Por sua vez, aquela joia cintilante do paraíso terrestre comparada a uma substância preciosa do paraíso celestial, pareceria como que um vidro quebrado.

Diamond Cullinan

O diamante mais brilhante é uma imagem da inteligência do homem e da sabedoria de Deus

Essa substância celestial, por sua vez, nada mais é do que um vidro quebrado ao lado da inteligência do menos inteligente dos homens, que, em sequência, é uma imagem de um homem inteligente.

Então, o homem inteligente é uma imagem do anjo, e este é uma imagem de Deus. Assim, subindo de passo a passo, podemos ter uma ideia da perfeição infinita de Deus Nosso Senhor.

A mente do homem bem formado procura sempre em uma coisa a imagem de uma superior. Ele sempre se dirige à consideração das coisas superiores e está ansioso para examinar essas analogias até chegar a Deus Nosso Senhor.

Seguindo esse caminho, podemos analisar todas as coisas criadas para subir na hierarquia até alcançarmos o próprio Deus. Acima de todas essas considerações naturais, está a graça, porque a graça em si é muito mais do que o sol.

Ela brilha e ilumina as coisas sobrenaturais ainda mais do que o sol ilumina as coisas naturais. E a graça, por sua vez, é um dom sobrenatural, um dom criado que é semelhante a Deus. Portanto, através da graça, podemos ter uma ideia melhor de como é Deus.

O resultado dessa tendência de ascender a planos superiores é que qualquer pessoa com um mínimo de sanidade mental tenta apresentar a realidade de modo a refletir uma ordem superior.

Cavalary charge

Um uniforme militar deve refletir a coragem e nos lembrar da luta angélica

Por exemplo, quando consideramos um militar, gostamos de vê-lo vestido com um uniforme que nos convida a pensar no esplendor da coragem, a característica distintiva do espírito militar.

Elevar-se num crescendo de um passo para o outro leva-nos, no final do processo, à contemplação da coragem de São Miguel Arcanjo, que expulsou Lúcifer do Céu.

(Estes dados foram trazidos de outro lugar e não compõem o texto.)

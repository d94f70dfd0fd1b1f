//! Error types for the encoder module.

use std::path::PathBuf;
use thiserror::Error;

/// Errors that can occur while encoding a rendition.
#[derive(Debug, Error)]
pub enum EncodeError {
    /// FFmpeg binary not found.
    #[error("FFmpeg not found at path: {path}")]
    FfmpegNotFound { path: PathBuf },

    /// Source file not found.
    #[error("Input file not found: {path}")]
    InputNotFound { path: PathBuf },

    /// FFmpeg exited with a non-zero status.
    #[error("FFmpeg exited with {}: {stderr}", describe_exit(.code))]
    Failed { code: Option<i32>, stderr: String },

    /// FFmpeg reported success but wrote no playlist.
    #[error("Playlist not created: {path}: {stderr}")]
    MissingPlaylist { path: PathBuf, stderr: String },

    /// Encoding timed out.
    #[error("Encoding timed out after {timeout_secs} seconds")]
    Timeout { timeout_secs: u64 },

    /// I/O error during encoding.
    #[error("I/O error: {0}")]
    Io(#[from] std::io::Error),
}

/// `code 1`, or `signal` when the process was killed without an exit code.
fn describe_exit(code: &Option<i32>) -> String {
    match *code {
        Some(code) => format!("code {}", code),
        None => "signal".to_string(),
    }
}

impl EncodeError {
    /// Creates a failed error from an exit code and captured stderr.
    pub fn failed(code: Option<i32>, stderr: impl Into<String>) -> Self {
        Self::Failed {
            code,
            stderr: stderr.into(),
        }
    }
}
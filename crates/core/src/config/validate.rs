use super::{types::Config, ConfigError};
use crate::storage::StorageBackend;

/// Validate configuration
/// Currently validates:
/// - Server port is not 0
/// - The selected storage backend has its section, with both buckets for S3
/// - Encoder crf is within 0-51 and segments are at least one second
pub fn validate_config(config: &Config) -> Result<(), ConfigError> {
    // Server validation
    if config.server.port == 0 {
        return Err(ConfigError::ValidationError(
            "server.port cannot be 0".to_string(),
        ));
    }

    // Storage validation
    match config.storage.backend {
        StorageBackend::S3 => {
            let s3 = config.storage.s3.as_ref().ok_or_else(|| {
                ConfigError::ValidationError(
                    "storage.s3 is required when storage.backend = \"s3\" \
                     (or set AWS_DOWNLOAD_BUCKET_NAME and AWS_UPLOAD_BUCKET_NAME)"
                        .to_string(),
                )
            })?;
            if s3.source_bucket.trim().is_empty() {
                return Err(ConfigError::ValidationError(
                    "storage.s3.source_bucket cannot be empty".to_string(),
                ));
            }
            if s3.destination_bucket.trim().is_empty() {
                return Err(ConfigError::ValidationError(
                    "storage.s3.destination_bucket cannot be empty".to_string(),
                ));
            }
        }
        StorageBackend::Local => {
            if config.storage.local.is_none() {
                return Err(ConfigError::ValidationError(
                    "storage.local is required when storage.backend = \"local\"".to_string(),
                ));
            }
        }
    }

    // Encoder validation
    if config.encoder.crf > 51 {
        return Err(ConfigError::ValidationError(format!(
            "encoder.crf must be between 0 and 51, got {}",
            config.encoder.crf
        )));
    }
    if config.encoder.segment_duration_secs == 0 {
        return Err(ConfigError::ValidationError(
            "encoder.segment_duration_secs cannot be 0".to_string(),
        ));
    }
    if config.encoder.timeout_secs == 0 {
        return Err(ConfigError::ValidationError(
            "encoder.timeout_secs cannot be 0".to_string(),
        ));
    }

    Ok(())
}
//! FFprobe-based prober implementation.

use async_trait::async_trait;
use std::path::{Path, PathBuf};
use std::process::Stdio;
use tokio::process::Command;
use tracing::debug;

use super::error::ProbeError;
use super::traits::MediaProber;
use super::types::MediaMetadata;

/// Prober that shells out to `ffprobe`.
#[derive(Debug, Clone)]
pub struct FfprobeProber {
    ffprobe_path: PathBuf,
}

impl FfprobeProber {
    /// Creates a prober using the given ffprobe binary.
    pub fn new(ffprobe_path: impl Into<PathBuf>) -> Self {
        Self {
            ffprobe_path: ffprobe_path.into(),
        }
    }

    /// Parses ffprobe's bare `format=duration` output (seconds) into milliseconds.
    pub(crate) fn parse_duration_millis(output: &str) -> Result<u64, ProbeError> {
        let trimmed = output.trim();
        let invalid = || ProbeError::InvalidDuration {
            output: trimmed.to_string(),
        };

        let secs: f64 = trimmed.parse().map_err(|_| invalid())?;
        if !secs.is_finite() || secs < 0.0 {
            return Err(invalid());
        }

        Ok((secs * 1000.0) as u64)
    }

    /// Parses `WIDTHxHEIGHT` as printed by `-of csv=s=x:p=0`.
    pub(crate) fn parse_dimensions(output: &str) -> Result<(u32, u32), ProbeError> {
        let trimmed = output.trim();
        let invalid = || ProbeError::InvalidDimensions {
            output: trimmed.to_string(),
        };

        let (width, height) = trimmed.split_once('x').ok_or_else(invalid)?;
        let parse_side = |side: &str| -> Result<u32, ProbeError> {
            if side.is_empty() || !side.bytes().all(|b| b.is_ascii_digit()) {
                return Err(invalid());
            }
            match side.parse::<u32>() {
                Ok(0) | Err(_) => Err(invalid()),
                Ok(value) => Ok(value),
            }
        };

        Ok((parse_side(width)?, parse_side(height)?))
    }

    async fn run(&self, args: &[&str], path: &Path) -> Result<String, ProbeError> {
        let output = Command::new(&self.ffprobe_path)
            .args(args)
            .arg(path)
            .stdin(Stdio::null())
            .kill_on_drop(true)
            .output()
            .await
            .map_err(|e| {
                if e.kind() == std::io::ErrorKind::NotFound {
                    ProbeError::FfprobeNotFound {
                        path: self.ffprobe_path.clone(),
                    }
                } else {
                    ProbeError::Io(e)
                }
            })?;

        if !output.status.success() {
            return Err(ProbeError::Failed {
                stderr: String::from_utf8_lossy(&output.stderr).trim().to_string(),
            });
        }

        Ok(String::from_utf8_lossy(&output.stdout).into_owned())
    }
}

impl Default for FfprobeProber {
    fn default() -> Self {
        Self::new("ffprobe")
    }
}

#[async_trait]
impl MediaProber for FfprobeProber {
    fn name(&self) -> &str {
        "ffprobe"
    }

    async fn probe(&self, path: &Path) -> Result<MediaMetadata, ProbeError> {
        if !path.exists() {
            return Err(ProbeError::InputNotFound {
                path: path.to_path_buf(),
            });
        }

        let duration_out = self
            .run(
                &[
                    "-v",
                    "error",
                    "-show_entries",
                    "format=duration",
                    "-of",
                    "default=noprint_wrappers=1:nokey=1",
                ],
                path,
            )
            .await?;
        let duration_millis = Self::parse_duration_millis(&duration_out)?;

        let dims_out = self
            .run(
                &[
                    "-v",
                    "error",
                    "-select_streams",
                    "v:0",
                    "-show_entries",
                    "stream=width,height",
                    "-of",
                    "csv=s=x:p=0",
                ],
                path,
            )
            .await?;
        let (width, height) = Self::parse_dimensions(&dims_out)?;

        debug!(
            "Probed {:?}: {}ms, {}x{}",
            path, duration_millis, width, height
        );

        Ok(MediaMetadata {
            duration_millis,
            width,
            height,
        })
    }
}
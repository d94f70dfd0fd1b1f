//! Rendition encoding into segmented HLS output.
//!
//! This module provides the [`RenditionEncoder`] trait and an ffmpeg-backed
//! implementation. One call produces one rendition: an `index.m3u8` playlist and
//! `segment_NNN.ts` media segments inside the given output directory.
//!
//! # Example
//!
//! ```ignore
//! use ladder_core::encoder::{EncoderConfig, FfmpegEncoder, RenditionEncoder};
//! use ladder_core::Rendition;
//!
//! let encoder = FfmpegEncoder::new(EncoderConfig::default());
//! let output = encoder
//!     .encode(Path::new("/tmp/video-1.mp4"), Rendition::P720, Path::new("/tmp/out/720p"))
//!     .await?;
//! println!("{} segments", output.segments.len());
//! ```

mod config;
mod error;
mod ffmpeg;
mod traits;
mod types;

pub use config::EncoderConfig;
pub use error::EncodeError;
pub use ffmpeg::FfmpegEncoder;
pub use traits::RenditionEncoder;
pub use types::{
    is_segment_file, list_segments, EncodeOutput, PLAYLIST_FILE_NAME, SEGMENT_FILE_TEMPLATE,
};
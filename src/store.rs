use async_trait::async_trait;

use crate::entry::CacheEntry;
use crate::error::CacheError;

/// A store is a common interface for reading and writing cache entries.
///
/// Writes are unconditional overwrites (last writer wins). Failures must be
/// reported as errors; a store must never turn an I/O failure into a miss.
#[async_trait]
pub trait Store: Send + Sync {
    /// A name for metrics/tracing.
    ///
    /// # Example
    /// - "hashmap"
    /// - "redis"
    fn name(&self) -> &'static str;

    /// Return the cached entry.
    ///
    /// The response must be `None` for cache misses.
    async fn get(&self, key: &str) -> Result<Option<CacheEntry>, CacheError>;

    /// Store the entry under the given key, replacing whatever was there.
    async fn put(&self, key: &str, entry: CacheEntry) -> Result<(), CacheError>;
}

Essa consideração nos dá uma apreciação especial pelo uniforme militar.

Quando consideramos o sacerdote, sobretudo o sacerdote no exercício de suas funções, vislumbramos nele a sacralidade de sua missão; na sacralidade de sua missão, pensamos em Deus.

Então, quando o padre usa vestimentas altamente adornadas, principalmente nas cerimônias de seu ministério, é para nos dar uma ideia da importância de sua missão e, por meio de sua missão, nos convidar a pensar em Deus.

Poderíamos continuar esses exemplos com outras profissões, como, por exemplo, a da universidade. É normal que um professor entre em sua aula usando uma toga. Por quê? É para destacar o esplendor do métier do professor, a gravidade e distinção de sua missão.

O vestuário acentua a ideia da missão; a ideia da missão nos leva a Deus, fonte de toda verdade e Mestre de todos os professores.

Professor apparel

As togas dos professores destacam a gravidade do seu métier

Assim, há uma tendência natural no homem que não é ateu de buscar sempre alguma realidade superior presente na coisa inferior.

A tradição da civilização católica aplicou esse processo em inúmeros costumes que ainda vivem em nossos dias. É isso que o homem moderno considera um mito. Ver em algo, o reflexo de uma realidade superior é, para o homem moderno, fazer dele um mito. Seria ligar a realidade a algo imaginário que estaria acima dela.

Então, aquilo que para nós é uma série de degraus que nos levam a Deus, para um ateu é uma escada de mitos que nos leva a uma mentira. Isso porque para ele Deus não existe e, consequentemente, a ideia de que tudo deve levar a Deus é um mito, nada mais que poesia vazia.

Assim, os homens modernos têm uma tendência para o que eles chamam de desmitificação. Isto é, despir todas as coisas de seus ornamentos, privá-los de todas as formas de beleza, a fim de apresentá-los em sua realidade mais prosaica. Isso é para evitar os mitos, isso é desmitificação.

O que o homem moderno quer é destruir a projeção da realidade para uma esfera superior e sublime.